#### Data ####

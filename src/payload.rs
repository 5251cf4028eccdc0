//! GATT values as they cross the public surface
//!
//! Attribute values are opaque bytes. On the public surface they travel as text: lower-case hexadecimal, two
//! digits per byte, no separators. Decoding accepts either case; encoding always produces the canonical
//! lower-case form, so a canonical string written to an attribute and read back is returned unchanged.

use crate::error::ErrorKind;
use crate::{Error, Result};

/// Decodes a hex payload.
pub fn decode_data(data: &str) -> Result<Vec<u8>> {
    hex::decode(data.trim())
        .map_err(|e| Error::new(ErrorKind::InvalidParameter, Some(Box::new(e)), "payload is not hex"))
}

/// Encodes bytes as a canonical hex payload.
pub fn encode_data(bytes: &[u8]) -> String {
    hex::encode(bytes)
}

/// Flat result of a full service discovery.
///
/// The three lists are correlated only by the identifiers they contain; group them with
/// [`CentralSession::services`][crate::CentralSession::services] if a tree is needed.
#[derive(Debug, Clone, Default, PartialEq, Eq)]
#[cfg_attr(feature = "serde", derive(serde::Serialize, serde::Deserialize))]
#[cfg_attr(feature = "serde", serde(rename_all = "camelCase"))]
pub struct GattServices {
    /// Every discovered service UUID
    pub service_ids: Vec<String>,
    /// Every discovered characteristic UUID, in service order
    pub characteristics: Vec<String>,
    /// Every discovered descriptor UUID, in characteristic order
    pub descriptors: Vec<String>,
}

/// What kind of attribute a [`GattValue`] came from.
#[derive(Debug, Clone, PartialEq, Eq)]
#[cfg_attr(feature = "serde", derive(serde::Serialize, serde::Deserialize))]
pub enum GattPayload {
    /// A characteristic value, with the UUIDs of the descriptors discovered under it
    Characteristic {
        /// Descriptor UUIDs of this characteristic
        descriptors: Vec<String>,
    },
    /// A descriptor value
    Descriptor,
}

/// The value of a characteristic or descriptor.
#[derive(Debug, Clone, PartialEq, Eq)]
#[cfg_attr(feature = "serde", derive(serde::Serialize, serde::Deserialize))]
pub struct GattValue {
    /// UUID of the attribute that produced the value
    pub uuid: String,
    /// Hex-encoded value
    pub data: String,
    /// Attribute kind
    pub payload: GattPayload,
}

impl GattValue {
    /// Decodes [`data`][Self::data] back into bytes.
    pub fn bytes(&self) -> Result<Vec<u8>> {
        decode_data(&self.data)
    }

    /// `true` when this value was read from a descriptor.
    pub fn is_descriptor(&self) -> bool {
        matches!(self.payload, GattPayload::Descriptor)
    }
}
//! Transport-side admission gate.
//!
//! The sync hub calls this before it is willing to sync with a peer. A
//! presented ticket is consumed (which also registers the node); without a
//! ticket the peer must already satisfy the authorization predicate.

use ansible_core::NodeId;
use ansible_sync::ConnectionGate;
use tracing::debug;

use crate::Admission;

/// [`ConnectionGate`] backed by the admission layer.
pub struct AdmissionGate {
    admission: Admission,
}

impl AdmissionGate {
    #[must_use]
    pub fn new(admission: Admission) -> Self {
        Self { admission }
    }
}

impl ConnectionGate for AdmissionGate {
    fn admit(&self, node_id: &str, ticket: Option<&str>) -> Result<(), String> {
        match ticket {
            Some(ticket) => self
                .admission
                .consume_ws_ticket(ticket, node_id)
                .map_err(|e| e.kind().as_str().to_string()),
            None => {
                let node = NodeId::new(node_id);
                if self.admission.is_node_authorized(&node) {
                    Ok(())
                } else {
                    debug!(node = %node, "unadmitted peer rejected at the gate");
                    Err(ansible_core::ErrorKind::NotAuthorized.as_str().to_string())
                }
            },
        }
    }
}

#[cfg(test)]
mod tests {
    use super::*;
    use ansible_core::NodeTier;
    use ansible_state::Document;

    #[test]
    fn ticket_path_admits_and_registers() {
        let doc = Document::new("bb1");
        let admission = Admission::new(doc.clone(), NodeId::new("bb1"));
        admission.bootstrap(NodeTier::Backbone, Vec::new()).unwrap();
        let invite = admission
            .generate_invite(NodeTier::Edge, None, None)
            .unwrap();
        let ticket = admission
            .mint_ws_ticket_from_invite(&invite.token, "e1", None)
            .unwrap();

        let gate = AdmissionGate::new(admission);
        gate.admit("e1", Some(&ticket.ticket)).unwrap();
        assert!(doc.contains(ansible_core::maps::NODES, "e1"));

        // Replay of the same ticket is refused with the wire kind.
        let err = gate.admit("e1", Some(&ticket.ticket)).unwrap_err();
        assert_eq!(err, "ticket_already_used");
    }

    #[test]
    fn ticketless_path_requires_authorization() {
        let doc = Document::new("bb1");
        let admission = Admission::new(doc, NodeId::new("bb1"));
        admission.bootstrap(NodeTier::Backbone, Vec::new()).unwrap();

        let gate = AdmissionGate::new(admission);
        gate.admit("bb1", None).unwrap();
        let err = gate.admit("stranger", None).unwrap_err();
        assert_eq!(err, "not_authorized");
    }
}
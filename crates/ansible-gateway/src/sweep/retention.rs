//! Closed-task retention prune.
//!
//! Coordinator-only, and only on backbone nodes. The cadence and the
//! retention window live in the coordination map so operators can tune
//! them mesh-wide; the check itself runs every five minutes and compares
//! against `retentionLastPruneAt`.

use std::time::Duration;

use ansible_core::{maps, now_ms, NodeId, NodeInfo, NodeTier, Task};
use ansible_state::Document;
use tokio::sync::broadcast;
use tracing::{debug, info};

use crate::coord;

/// Default retention for closed tasks (7 days).
pub const DEFAULT_RETENTION_SECS: i64 = 7 * 86_400;

/// Default prune cadence (daily).
pub const DEFAULT_PRUNE_EVERY_SECS: i64 = 86_400;

/// How often the due-time is checked.
pub const CHECK_INTERVAL: Duration = Duration::from_secs(300);

/// Result of a prune that actually ran.
#[derive(Debug, Clone, PartialEq, Eq)]
pub struct PruneOutcome {
    pub deleted: usize,
    pub pruned_at: i64,
}

/// One retention check. Returns `None` when this node is not the
/// coordinator, is not backbone, or the prune is not due yet.
pub fn retention_tick(doc: &Document, node: &NodeId, now: i64) -> Option<PruneOutcome> {
    if !coord::is_coordinator(doc, node.as_str()) {
        return None;
    }
    let tier = doc
        .get_as::<NodeInfo>(maps::NODES, node.as_str())
        .map(|info| info.tier)?;
    if tier != NodeTier::Backbone {
        return None;
    }

    let every = coord::get_i64(doc, coord::RETENTION_PRUNE_EVERY_SECONDS, DEFAULT_PRUNE_EVERY_SECS);
    let last = coord::get_i64(doc, coord::RETENTION_LAST_PRUNE_AT, 0);
    if now < last.saturating_add(every.saturating_mul(1_000)) {
        return None;
    }

    let retention = coord::get_i64(
        doc,
        coord::RETENTION_CLOSED_TASK_SECONDS,
        DEFAULT_RETENTION_SECS,
    );
    let cutoff = now.saturating_sub(retention.saturating_mul(1_000));

    let mut deleted = 0;
    for (key, task) in doc.entries_as::<Task>(maps::TASKS) {
        if task.status.is_closed() && task.closed_at() < cutoff {
            doc.remove(maps::TASKS, &key);
            deleted += 1;
        }
    }
    doc.insert_value(maps::COORDINATION, coord::RETENTION_LAST_PRUNE_AT, now.into());

    if deleted > 0 {
        info!(deleted, "retention prune removed closed tasks");
    } else {
        debug!("retention prune found nothing to remove");
    }
    Some(PruneOutcome {
        deleted,
        pruned_at: now,
    })
}

/// Run the retention check on its cadence until shutdown.
pub async fn run_retention(doc: Document, node: NodeId, mut shutdown_rx: broadcast::Receiver<()>) {
    loop {
        tokio::select! {
            biased;
            _ = shutdown_rx.recv() => break,
            () = tokio::time::sleep(CHECK_INTERVAL) => {
                let _ = retention_tick(&doc, &node, now_ms());
            }
        }
    }
}

#[cfg(test)]
mod tests {
    use super::*;
    use ansible_core::{AgentId, TaskStatus};
    use std::collections::BTreeMap;

    fn closed_task(id: &str, completed_at: i64) -> Task {
        Task {
            id: id.to_string(),
            title: "done".to_string(),
            description: "d".to_string(),
            status: TaskStatus::Completed,
            created_by_agent: AgentId::new("a"),
            created_by_node: NodeId::new("bb1"),
            created_at: completed_at - 1_000,
            updated_at: completed_at,
            assigned_to_agent: None,
            assigned_to_agents: Vec::new(),
            requires: Vec::new(),
            skill_required: None,
            claimed_by_agent: None,
            claimed_by_node: None,
            claimed_at: None,
            completed_at: Some(completed_at),
            result: None,
            context: None,
            intent: None,
            metadata: None,
            updates: Vec::new(),
            delivery: BTreeMap::new(),
        }
    }

    fn backbone_coordinator(doc: &Document, node: &str) {
        doc.insert(
            maps::NODES,
            node,
            &NodeInfo {
                tier: NodeTier::Backbone,
                capabilities: Vec::new(),
                added_by: NodeId::new(node),
                added_at: 1,
            },
        );
        doc.insert_value(maps::COORDINATION, coord::COORDINATOR, node.into());
    }

    #[test]
    fn prunes_old_closed_tasks_and_stamps_last_prune() {
        let doc = Document::new("bb1");
        let node = NodeId::new("bb1");
        backbone_coordinator(&doc, "bb1");

        let now = now_ms();
        // Ten days old: past the 7-day default retention.
        doc.insert(maps::TASKS, "t-old", &closed_task("t-old", now - 10 * 86_400_000));
        // One day old: kept.
        doc.insert(maps::TASKS, "t-new", &closed_task("t-new", now - 86_400_000));
        // Open task, ancient: kept (retention only touches closed).
        let mut open = closed_task("t-open", now - 30 * 86_400_000);
        open.status = TaskStatus::InProgress;
        open.completed_at = None;
        doc.insert(maps::TASKS, "t-open", &open);

        let outcome = retention_tick(&doc, &node, now).unwrap();
        assert_eq!(outcome.deleted, 1);
        assert!(!doc.contains(maps::TASKS, "t-old"));
        assert!(doc.contains(maps::TASKS, "t-new"));
        assert!(doc.contains(maps::TASKS, "t-open"));
        assert_eq!(
            coord::get_i64(&doc, coord::RETENTION_LAST_PRUNE_AT, 0),
            now
        );
    }

    #[test]
    fn respects_the_cadence() {
        let doc = Document::new("bb1");
        let node = NodeId::new("bb1");
        backbone_coordinator(&doc, "bb1");

        let now = now_ms();
        assert!(retention_tick(&doc, &node, now).is_some());
        // Immediately after a prune, the next check is not due.
        assert!(retention_tick(&doc, &node, now + 1_000).is_none());
        // A day later it is.
        assert!(retention_tick(&doc, &node, now + DEFAULT_PRUNE_EVERY_SECS * 1_000 + 1).is_some());
    }

    #[test]
    fn non_coordinator_tick_is_a_noop() {
        let doc = Document::new("bb1");
        let node = NodeId::new("bb1");
        backbone_coordinator(&doc, "bb1");
        let now = now_ms();
        doc.insert(maps::TASKS, "t-old", &closed_task("t-old", now - 10 * 86_400_000));

        // Coordinator moves away; the next tick must do nothing.
        doc.insert_value(maps::COORDINATION, coord::COORDINATOR, "e1".into());
        assert!(retention_tick(&doc, &node, now).is_none());
        assert!(doc.contains(maps::TASKS, "t-old"));
    }

    #[test]
    fn edge_tier_never_prunes() {
        let doc = Document::new("e1");
        let node = NodeId::new("e1");
        doc.insert(
            maps::NODES,
            "e1",
            &NodeInfo {
                tier: NodeTier::Edge,
                capabilities: Vec::new(),
                added_by: NodeId::new("bb1"),
                added_at: 1,
            },
        );
        doc.insert_value(maps::COORDINATION, coord::COORDINATOR, "e1".into());

        assert!(retention_tick(&doc, &node, now_ms()).is_none());
    }

    #[test]
    fn custom_retention_window_applies() {
        let doc = Document::new("bb1");
        let node = NodeId::new("bb1");
        backbone_coordinator(&doc, "bb1");
        doc.insert_value(
            maps::COORDINATION,
            coord::RETENTION_CLOSED_TASK_SECONDS,
            3_600.into(),
        );

        let now = now_ms();
        doc.insert(maps::TASKS, "t-2h", &closed_task("t-2h", now - 2 * 3_600_000));
        doc.insert(maps::TASKS, "t-30m", &closed_task("t-30m", now - 1_800_000));

        let outcome = retention_tick(&doc, &node, now).unwrap();
        assert_eq!(outcome.deleted, 1);
        assert!(doc.contains(maps::TASKS, "t-30m"));
    }
}
//! Gateway daemon for the ansible coordination plane.
//!
//! One gateway process per host. It assembles the core components around
//! the shared document: the sync transport (backbone hub or edge client),
//! admission, presence, the dispatcher that feeds locally-hosted agents,
//! the coordinator sweepers, and the tool surface operators and agents
//! call into.

pub mod config;
pub mod coord;
pub mod daemon;
pub mod dispatch;
pub mod error;
pub mod presence;
pub mod runtime;
pub mod sweep;
pub mod testing;
pub mod tools;

pub use config::{GatewayConfig, LockSweepConfig, SlaSweepConfig};
pub use daemon::Daemon;
pub use dispatch::Dispatcher;
pub use error::{ToolError, ToolResult};
pub use runtime::{Envelope, HostRuntime, InboundContext, ReplyChunk, ReplySink, WorkKind};
pub use tools::Tools;
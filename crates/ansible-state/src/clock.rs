//! Write clocks for last-writer-wins merges.

use serde::{Deserialize, Serialize};

/// A totally ordered write clock.
///
/// Ordering is lexicographic over `(ms, counter, actor)`: wall-clock
/// milliseconds first, then a per-document lamport counter to order
/// same-millisecond writes from one host, then the actor id as the final
/// deterministic tie-break across hosts.
#[derive(Debug, Clone, PartialEq, Eq, PartialOrd, Ord, Serialize, Deserialize)]
pub struct Clock {
    /// Milliseconds since epoch at write time.
    pub ms: i64,
    /// Lamport counter, advanced on every local mutation and raised to the
    /// maximum seen when merging remote writes.
    pub counter: u64,
    /// Writer's node id.
    pub actor: String,
}

impl Clock {
    #[must_use]
    pub fn new(ms: i64, counter: u64, actor: impl Into<String>) -> Self {
        Self {
            ms,
            counter,
            actor: actor.into(),
        }
    }
}

#[cfg(test)]
mod tests {
    use super::*;

    #[test]
    fn orders_by_ms_then_counter_then_actor() {
        let a = Clock::new(1, 5, "z");
        let b = Clock::new(2, 0, "a");
        assert!(a < b);

        let c = Clock::new(2, 1, "a");
        assert!(b < c);

        let d = Clock::new(2, 1, "b");
        assert!(c < d);
    }

    #[test]
    fn equal_clocks_compare_equal() {
        let a = Clock::new(7, 7, "n1");
        let b = Clock::new(7, 7, "n1");
        assert_eq!(a, b);
    }
}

####

**Description of the task:**
Exact reproduction is required. Give the lines of the data from its first line through the line containing "lower-case hexadecimal, two", and no others.

**Exercise answer:**
filename src/payload.rs
repository 5251cf4028eccdc0
//! GATT values as they cross the public surface
//!
//! Attribute values are opaque bytes. On the public surface they travel as text: lower-case hexadecimal, two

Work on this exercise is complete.